National Religious Broadcasters has joined the ranks of individuals and organizations who believe that an issue as complex as spectrum allocation and incentive auctions has no place in a completely unrelated high-stakes budget negotiation. NRB urges caution in any attempt to address spectrum as a side show to the current debate.
“Television broadcasts are truly valuable to Americans. This is nowhere more evident than among the many non-commercial broadcasters NRB represents that operate thanks to the generous giving of those in the communities they serve,“said Dr. Frank Wright, President and CEO of NRB. “Sadly, the debt ceiling plan currently being offered by Senate Democrats would put these community servants in a very precarious spot as it could auction away their future.”
As with other expressions of concern, it is the proposal of Sen. Harry Reid (D-NV) that is sparking concern. In addition to suggesting an auction value that many, particularly the CBO, would consider to be inflated, it would authorize the FCC to move ahead on auctions and channel repacking without offering adequate protection to broadcast interests
NRB has an additional concern – the plight of Class A and low power television stations, a significant number of which are owned by NRB members.

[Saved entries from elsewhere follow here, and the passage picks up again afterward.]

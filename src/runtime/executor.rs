//! Chat runtime executor

use super::schedule::ScheduledTask;
use super::Command;
use crate::api::CompanionApi;
use crate::protocol::{event_stream, SendRequest, StreamError, StreamEvent};
use crate::store::{transition, Action, ChatContext, ChatState, Effect, TransitionError, ViewUpdate};
use chrono::Utc;
use futures::StreamExt;
use std::sync::Arc;
use tokio::sync::{broadcast, mpsc, watch};
use tokio_util::sync::CancellationToken;

const ACTION_CAPACITY: usize = 256;

/// Sole owner and writer of a [`ChatState`]
pub struct ChatRuntime<A: CompanionApi + 'static> {
    context: ChatContext,
    state: ChatState,
    api: Arc<A>,
    command_rx: mpsc::Receiver<Command>,
    action_rx: mpsc::Receiver<Action>,
    action_tx: mpsc::Sender<Action>,
    updates_tx: broadcast::Sender<ViewUpdate>,
    state_tx: watch::Sender<ChatState>,
    /// Parent of every spawned task's token
    shutdown: CancellationToken,
    /// Farewell wipe waiting to fire
    wipe: Option<ScheduledTask>,
}

impl<A: CompanionApi + 'static> ChatRuntime<A> {
    pub fn new(
        context: ChatContext,
        api: A,
        command_rx: mpsc::Receiver<Command>,
        updates_tx: broadcast::Sender<ViewUpdate>,
        state_tx: watch::Sender<ChatState>,
    ) -> Self {
        let (action_tx, action_rx) = mpsc::channel(ACTION_CAPACITY);
        Self {
            context,
            state: ChatState::new(),
            api: Arc::new(api),
            command_rx,
            action_rx,
            action_tx,
            updates_tx,
            state_tx,
            shutdown: CancellationToken::new(),
            wipe: None,
        }
    }

    pub async fn run(mut self) {
        tracing::info!(
            clear_delay_ms = %self.context.clear_delay.as_millis(),
            max_message_chars = self.context.max_message_chars,
            "Starting chat runtime"
        );

        loop {
            tokio::select! {
                // Commands already queued are handled before later stream progress
                biased;

                command = self.command_rx.recv() => match command {
                    Some(Command::Shutdown) | None => break,
                    Some(command) => self.handle_command(command),
                },
                Some(action) = self.action_rx.recv() => self.dispatch(action),
            }
        }

        self.teardown();
        tracing::info!("Chat runtime stopped");
    }

    fn handle_command(&mut self, command: Command) {
        match command {
            Command::Send { text } => self.dispatch(Action::Submit { text }),
            Command::Clear { confirmed } => self.dispatch(Action::Clear { confirmed }),
            Command::Resume => self.spawn_resume(),
            Command::Shutdown => {}
        }
    }

    fn dispatch(&mut self, action: Action) {
        let label = action.label();
        if matches!(action, Action::WipeElapsed) {
            self.wipe = None;
        }

        // Pure state transition
        let result = match transition(&self.state, &self.context, action, Utc::now()) {
            Ok(r) => r,
            Err(e) if e.is_precondition() => {
                tracing::debug!(action = label, reason = %e, "Command rejected");
                return;
            }
            Err(e @ TransitionError::StaleExchange(_)) => {
                tracing::debug!(action = label, reason = %e, "Ignoring action for finished exchange");
                return;
            }
            Err(e) => {
                tracing::warn!(action = label, error = %e, "Transition failed");
                return;
            }
        };

        // Observers see the new state before any effect they trigger
        self.state = result.new_state;
        self.state_tx.send_replace(self.state.clone());

        for effect in result.effects {
            self.execute_effect(effect);
        }
    }

    fn execute_effect(&mut self, effect: Effect) {
        match effect {
            Effect::OpenStream { exchange, request } => {
                tracing::info!(exchange, conversation_id = ?request.conversation_id, "Starting exchange");
                let api = Arc::clone(&self.api);
                let tx = self.action_tx.clone();
                let token = self.shutdown.child_token();

                tokio::spawn(async move {
                    tokio::select! {
                        biased;

                        () = token.cancelled() => {
                            tracing::debug!(exchange, "Stream pump cancelled");
                        }

                        () = pump_stream(api, exchange, request, tx) => {}
                    }
                });
            }

            Effect::RequestClear => {
                let api = Arc::clone(&self.api);
                let tx = self.action_tx.clone();
                let token = self.shutdown.child_token();

                tokio::spawn(async move {
                    tokio::select! {
                        biased;

                        () = token.cancelled() => {
                            tracing::debug!("Clear request cancelled");
                        }

                        result = api.clear_conversation() => {
                            let action = match result {
                                Ok(response) => Action::ClearResolved { response },
                                Err(e) => Action::ClearFailed { message: e.message },
                            };
                            let _ = tx.send(action).await;
                        }
                    }
                });
            }

            Effect::ScheduleWipe { delay } => {
                tracing::info!(delay_ms = %delay.as_millis(), "Farewell shown, wipe scheduled");
                // Replacing a pending wipe drops and so cancels it
                self.wipe = Some(ScheduledTask::spawn(
                    delay,
                    self.shutdown.child_token(),
                    self.action_tx.clone(),
                    Action::WipeElapsed,
                ));
            }

            Effect::Notify(update) => {
                // No subscribers is fine
                let _ = self.updates_tx.send(update);
            }
        }
    }

    fn spawn_resume(&self) {
        let api = Arc::clone(&self.api);
        let tx = self.action_tx.clone();
        let token = self.shutdown.child_token();

        tokio::spawn(async move {
            tokio::select! {
                biased;

                () = token.cancelled() => {}

                result = api.active_conversation() => match result {
                    Ok(active) => {
                        let _ = tx.send(Action::Resume { active }).await;
                    }
                    Err(e) => {
                        tracing::warn!(error = %e, "Could not look up active conversation");
                    }
                },
            }
        });
    }

    fn teardown(&mut self) {
        if let Some(wipe) = self.wipe.take() {
            tracing::debug!("Cancelling pending wipe");
            wipe.cancel();
        }
        self.shutdown.cancel();
    }
}

/// Feed one exchange's events back to the runtime, in arrival order
async fn pump_stream<A: CompanionApi>(
    api: Arc<A>,
    exchange: u64,
    request: SendRequest,
    tx: mpsc::Sender<Action>,
) {
    let body = match api.open_stream(&request).await {
        Ok(body) => body,
        Err(e) => {
            let _ = tx
                .send(Action::StreamFailed {
                    exchange,
                    message: e.message,
                })
                .await;
            return;
        }
    };

    let events = event_stream(body);
    tokio::pin!(events);

    while let Some(item) = events.next().await {
        match item {
            Ok(event) => {
                let is_end = matches!(event, StreamEvent::End);
                if tx.send(Action::Stream { exchange, event }).await.is_err() {
                    return;
                }
                if is_end {
                    tracing::info!(exchange, "Exchange finished");
                    return;
                }
            }
            Err(e) => {
                tracing::warn!(exchange, error = %e, "Exchange failed mid-stream");
                let message = match e {
                    StreamError::Transport(api_error) => api_error.message,
                    StreamError::Frame(frame_error) => frame_error.to_string(),
                };
                let _ = tx.send(Action::StreamFailed { exchange, message }).await;
                return;
            }
        }
    }

    tracing::info!(exchange, "Exchange closed without end frame");
    let _ = tx.send(Action::StreamClosed { exchange }).await;
}
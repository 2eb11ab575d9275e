//! Incremental decoder for the send stream's event frames

use super::types::StreamEvent;
use thiserror::Error;

/// Prefix that marks an event line
pub const EVENT_MARKER: &str = "data:";

/// Longest unterminated line the decoder buffers before giving up
pub const MAX_FRAME_BYTES: usize = 1024 * 1024;

/// Hard decoder failures. Malformed lines are not errors; they are dropped.
#[derive(Debug, Clone, PartialEq, Eq, Error)]
pub enum FrameError {
    #[error("Event frame exceeds {limit} bytes without a line terminator")]
    FrameTooLarge { limit: usize },
}

/// Turns arbitrarily split byte fragments into typed events.
///
/// Lines are split on `\n` over raw bytes, so a UTF-8 sequence cut by a
/// fragment boundary is reassembled before it is decoded. Once `end` has been
/// decoded the decoder is terminated and ignores any further input.
#[derive(Debug)]
pub struct FrameDecoder {
    buffer: Vec<u8>,
    terminated: bool,
    max_frame_bytes: usize,
}

impl Default for FrameDecoder {
    fn default() -> Self {
        Self::new()
    }
}

impl FrameDecoder {
    pub fn new() -> Self {
        Self::with_limit(MAX_FRAME_BYTES)
    }

    pub fn with_limit(max_frame_bytes: usize) -> Self {
        Self {
            buffer: Vec::new(),
            terminated: false,
            max_frame_bytes,
        }
    }

    /// Feed one fragment and drain every event completed by it
    pub fn feed(&mut self, bytes: &[u8]) -> Result<Vec<StreamEvent>, FrameError> {
        let mut events = Vec::new();
        if self.terminated || bytes.is_empty() {
            return Ok(events);
        }

        // The pending line holds no terminator, so scanning starts at the new bytes
        let mut search_from = self.buffer.len();
        self.buffer.extend_from_slice(bytes);

        let mut consumed = 0;
        while let Some(offset) = self.buffer[search_from..].iter().position(|b| *b == b'\n') {
            let line_end = search_from + offset;
            let event = decode_line(&self.buffer[consumed..line_end]);
            consumed = line_end + 1;
            search_from = consumed;

            if let Some(event) = event {
                let is_end = matches!(event, StreamEvent::End);
                events.push(event);
                if is_end {
                    self.terminated = true;
                    if consumed < self.buffer.len() {
                        tracing::debug!(
                            trailing = self.buffer.len() - consumed,
                            "Ignoring bytes after end frame"
                        );
                    }
                    self.buffer.clear();
                    return Ok(events);
                }
            }
        }
        self.buffer.drain(..consumed);

        if self.buffer.len() > self.max_frame_bytes {
            self.terminated = true;
            self.buffer.clear();
            return Err(FrameError::FrameTooLarge {
                limit: self.max_frame_bytes,
            });
        }

        Ok(events)
    }

    /// Signal end of input. An unterminated trailing line is discarded.
    pub fn finish(&mut self) {
        if !self.terminated && !self.buffer.is_empty() {
            tracing::debug!(
                pending = self.buffer.len(),
                "Discarding unterminated line at end of stream"
            );
        }
        self.buffer.clear();
        self.terminated = true;
    }

    /// Whether an `end` frame (or end of input) has been seen
    pub fn is_terminated(&self) -> bool {
        self.terminated
    }

    /// Bytes of the partial line waiting for its terminator
    pub fn pending_len(&self) -> usize {
        self.buffer.len()
    }

    /// Decode a complete payload in one shot
    pub fn decode_all(input: &str) -> Result<Vec<StreamEvent>, FrameError> {
        let mut decoder = Self::new();
        decoder.feed(input.as_bytes())
    }
}

fn decode_line(line: &[u8]) -> Option<StreamEvent> {
    let line = line.strip_suffix(b"\r").unwrap_or(line);
    let Ok(text) = std::str::from_utf8(line) else {
        tracing::debug!(len = line.len(), "Dropping event line that is not UTF-8");
        return None;
    };
    let payload = text.strip_prefix(EVENT_MARKER)?.trim_start();

    match serde_json::from_str::<StreamEvent>(payload) {
        Ok(event) => Some(event),
        Err(e) => {
            tracing::debug!(error = %e, "Dropping malformed event frame");
            None
        }
    }
}
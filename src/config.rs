//! Client configuration from the environment

use crate::store::ChatContext;
use std::time::Duration;
use thiserror::Error;

pub const DEFAULT_API_URL: &str = "http://127.0.0.1:8000";
pub const DEFAULT_CONNECT_TIMEOUT: Duration = Duration::from_secs(10);

#[derive(Debug, Clone, PartialEq, Eq, Error)]
pub enum ConfigError {
    #[error("COMPANION_ACCESS_TOKEN is not set; sign in and export the session token")]
    MissingAccessToken,
    #[error("{name} must be a non-negative integer, got {value:?}")]
    InvalidNumber { name: &'static str, value: String },
}

/// Settings for the companion client
#[derive(Debug, Clone, PartialEq, Eq)]
pub struct ClientConfig {
    pub api_url: String,
    pub access_token: String,
    /// Farewell display time before the log is wiped
    pub clear_delay: Duration,
    pub max_message_chars: usize,
    pub connect_timeout: Duration,
}

impl Default for ClientConfig {
    fn default() -> Self {
        Self {
            api_url: DEFAULT_API_URL.to_string(),
            access_token: String::new(),
            clear_delay: ChatContext::DEFAULT_CLEAR_DELAY,
            max_message_chars: ChatContext::DEFAULT_MAX_MESSAGE_CHARS,
            connect_timeout: DEFAULT_CONNECT_TIMEOUT,
        }
    }
}

impl ClientConfig {
    pub fn from_env() -> Result<Self, ConfigError> {
        Self::from_lookup(|name| std::env::var(name).ok())
    }

    /// Build from any variable source
    pub fn from_lookup<F>(lookup: F) -> Result<Self, ConfigError>
    where
        F: Fn(&str) -> Option<String>,
    {
        let defaults = Self::default();
        let var = |name: &str| lookup(name).map(|v| v.trim().to_string()).filter(|v| !v.is_empty());

        let access_token = var("COMPANION_ACCESS_TOKEN").ok_or(ConfigError::MissingAccessToken)?;
        let api_url = var("COMPANION_API_URL").unwrap_or(defaults.api_url);

        let clear_delay = match var("COMPANION_CLEAR_DELAY_MS") {
            Some(value) => Duration::from_millis(parse_number("COMPANION_CLEAR_DELAY_MS", value)?),
            None => defaults.clear_delay,
        };
        let max_message_chars = match var("COMPANION_MAX_MESSAGE_CHARS") {
            Some(value) => parse_number("COMPANION_MAX_MESSAGE_CHARS", value)?,
            None => defaults.max_message_chars,
        };
        let connect_timeout = match var("COMPANION_CONNECT_TIMEOUT_SECS") {
            Some(value) => Duration::from_secs(parse_number("COMPANION_CONNECT_TIMEOUT_SECS", value)?),
            None => defaults.connect_timeout,
        };

        Ok(Self {
            api_url,
            access_token,
            clear_delay,
            max_message_chars,
            connect_timeout,
        })
    }

    pub fn chat_context(&self) -> ChatContext {
        ChatContext::new(self.clear_delay, self.max_message_chars)
    }
}

fn parse_number<T: std::str::FromStr>(name: &'static str, value: String) -> Result<T, ConfigError> {
    value
        .parse()
        .map_err(|_| ConfigError::InvalidNumber { name, value })
}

“Religious television broadcasters were called on by Congress to make significant sacrifices in the move to digital television and subsequent spectrum auctions just a few years ago. With questions about current broadband spectrum allocations not being fully utilized, we wonder if a new auction is truly necessary,” said Craig Parshall, NRB Senior Vice President and General Counsel. Nevertheless, if there is to be one, NRB urges Congress to seek out and include explicit provisions and protections that fairly honor the services and investments of religious full power, Class A, and low power television broadcasters in their local communities.”